The combination, which is marketed as Tribenzor, consists of olmesartan medoxomil (OM), amlodipine (AML), and hydrochlorothiazide (HCTZ). The FDA approved the product in July 2010. Tribenzor is indicated for the treatment of hypertension in patients who are not adequately controlled on any two of the following antihypertensive medication classes: angiotensin receptor blockers, calcium channel blockers, and diuretics.
The three-drug combination was studied in a 12-week pivotal phase 3 trial called TRINITY (Triple Therapy with Olmesartan Medoxomil, Amlodipine, and Hydrochlorothiazide in Hypertensive Patients Study), which included 2,492 patients with hypertension. At the end of this study, 2,098 patients (19.6% of whom were aged 65 years or older) went on to enroll into a 40-week open-label extension period. Results at 52 weeks showed that the safety and efficacy of the triple combination observed in the pivotal study was maintained.

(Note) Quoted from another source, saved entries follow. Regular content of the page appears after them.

//! HTTP tests for the filter page, driven through the router with `oneshot`.

use std::sync::Arc;

use axum::{
    body::Body,
    http::{header, Request, StatusCode},
    Router,
};
use tower::ServiceExt;

use data_loader::{DataIndex, Movie, Rating};
use server::{create_router, AppContext, FormRules};

fn create_test_app() -> Router {
    let mut index = DataIndex::new();
    index.insert_movie(Movie::new(1, "Star Wars (1977)", vec!["Action".into(), "Sci-Fi".into()]));
    index.insert_movie(Movie::new(2, "Love Actually (2003)", vec!["Comedy".into(), "Drama".into()]));
    index.insert_movie(Movie::new(3, "Platoon (1986)", vec!["Drama".into(), "War".into()]));
    index.insert_movie(Movie::new(4, "Unseen Comedy", vec!["Comedy".into()]));

    for rating in [4.0, 5.0] {
        index.insert_rating(Rating { movie_id: 1, rating });
    }
    for rating in [3.0, 4.0, 3.5] {
        index.insert_rating(Rating { movie_id: 2, rating });
    }
    index.insert_rating(Rating { movie_id: 3, rating: 4.0 });

    create_router(AppContext::new(Arc::new(index), FormRules::default()))
}

async fn body_text(response: axum::response::Response) -> String {
    let bytes = axum::body::to_bytes(response.into_body(), usize::MAX)
        .await
        .expect("Failed to read body");
    String::from_utf8(bytes.to_vec()).expect("Body is not UTF-8")
}

async fn post_form(body: &str) -> (StatusCode, String) {
    let response = create_test_app()
        .oneshot(
            Request::builder()
                .method("POST")
                .uri("/")
                .header(header::CONTENT_TYPE, "application/x-www-form-urlencoded")
                .body(Body::from(body.to_string()))
                .expect("Failed to build request"),
        )
        .await
        .expect("Request failed");
    let status = response.status();
    (status, body_text(response).await)
}

#[tokio::test]
async fn test_get_shows_empty_form() {
    let response = create_test_app()
        .oneshot(Request::builder().uri("/").body(Body::empty()).unwrap())
        .await
        .unwrap();

    assert_eq!(response.status(), StatusCode::OK);
    let html = body_text(response).await;
    assert!(html.contains("<form method=\"post\""));
    assert!(html.contains("<option value=\"War\">War</option>"));
    assert!(!html.contains("id=\"results\""));
    assert!(!html.contains("No movies match"));
}

#[tokio::test]
async fn test_post_ranks_matches() {
    let (status, html) = post_form("genres=Comedy&genres=War&title_keywords=&num_results=10").await;

    assert_eq!(status, StatusCode::OK);
    assert!(html.contains("Top 3 recommended movies"));

    // Platoon 4.00, Love Actually 3.50, then the unrated comedy
    let platoon = html.find("<td>Platoon (1986)</td>").unwrap();
    let love = html.find("<td>Love Actually (2003)</td>").unwrap();
    let unseen = html.find("<td>Unseen Comedy</td>").unwrap();
    assert!(platoon < love && love < unseen);
    assert!(!html.contains("<td>Star Wars (1977)</td>"));
}

#[tokio::test]
async fn test_post_without_matches_says_so() {
    let (status, html) = post_form("title_keywords=star%2C+love").await;

    assert_eq!(status, StatusCode::OK);
    assert!(html.contains("id=\"results\""));
    assert!(html.contains("No movies match your criteria."));
    assert!(!html.contains("results-table"));
}

#[tokio::test]
async fn test_malformed_numbers_are_ignored() {
    let (status, html) = post_form("min_year=abc&min_rating=&min_num_ratings=lots&num_results=x").await;

    assert_eq!(status, StatusCode::OK);
    assert!(html.contains("Top 4 recommended movies"));
}

#[tokio::test]
async fn test_rating_bounds_drop_unrated() {
    let (_, html) = post_form("genres=Comedy&min_num_ratings=0").await;

    assert!(html.contains("<td>Love Actually (2003)</td>"));
    assert!(!html.contains("<td>Unseen Comedy</td>"));
}

#[tokio::test]
async fn test_result_limit() {
    let (_, html) = post_form("num_results=1").await;

    assert!(html.contains("Top 1 recommended movies"));
    assert!(html.contains("<td>Star Wars (1977)</td>"));
}

#[tokio::test]
async fn test_unknown_route_is_404() {
    let response = create_test_app()
        .oneshot(Request::builder().uri("/api/movies").body(Body::empty()).unwrap())
        .await
        .unwrap();

    assert_eq!(response.status(), StatusCode::NOT_FOUND);
}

At the start of the open-label period, mean seated blood pressure (BP) was 134.2/83.3 mm Hg in patients younger than 65 and 137.5/78 mm Hg in older patients. At week 52, patients younger than 65 achieved a mean seated BP ranging from 124.7/78.5 mm Hg in patients taking the OM 40 mg/AML 5 mg/HCTZ 12.5 mg dosing regimen to 136.6/83.8 mm Hg among those taking the OM 40 mg/AML 10 mg/HCTZ 25 mg regimen. The corresponding range for patients aged 65 and older was 126.2/74 to 137.8/77.5 mm Hg.
The incidence of drug-related adverse events (AEs) was 9.9%-19.4% in the patients younger than 65 and 13.3%-21.1% in the older patients. In both age groups, the most common AEs were dizziness, peripheral edema, nasopharygitis, and upper respiratory tract infection.
In subgroup analyses, investigators found that the triple regimen was effective and well tolerated regardless of whether or not patients were obese or had diabetes.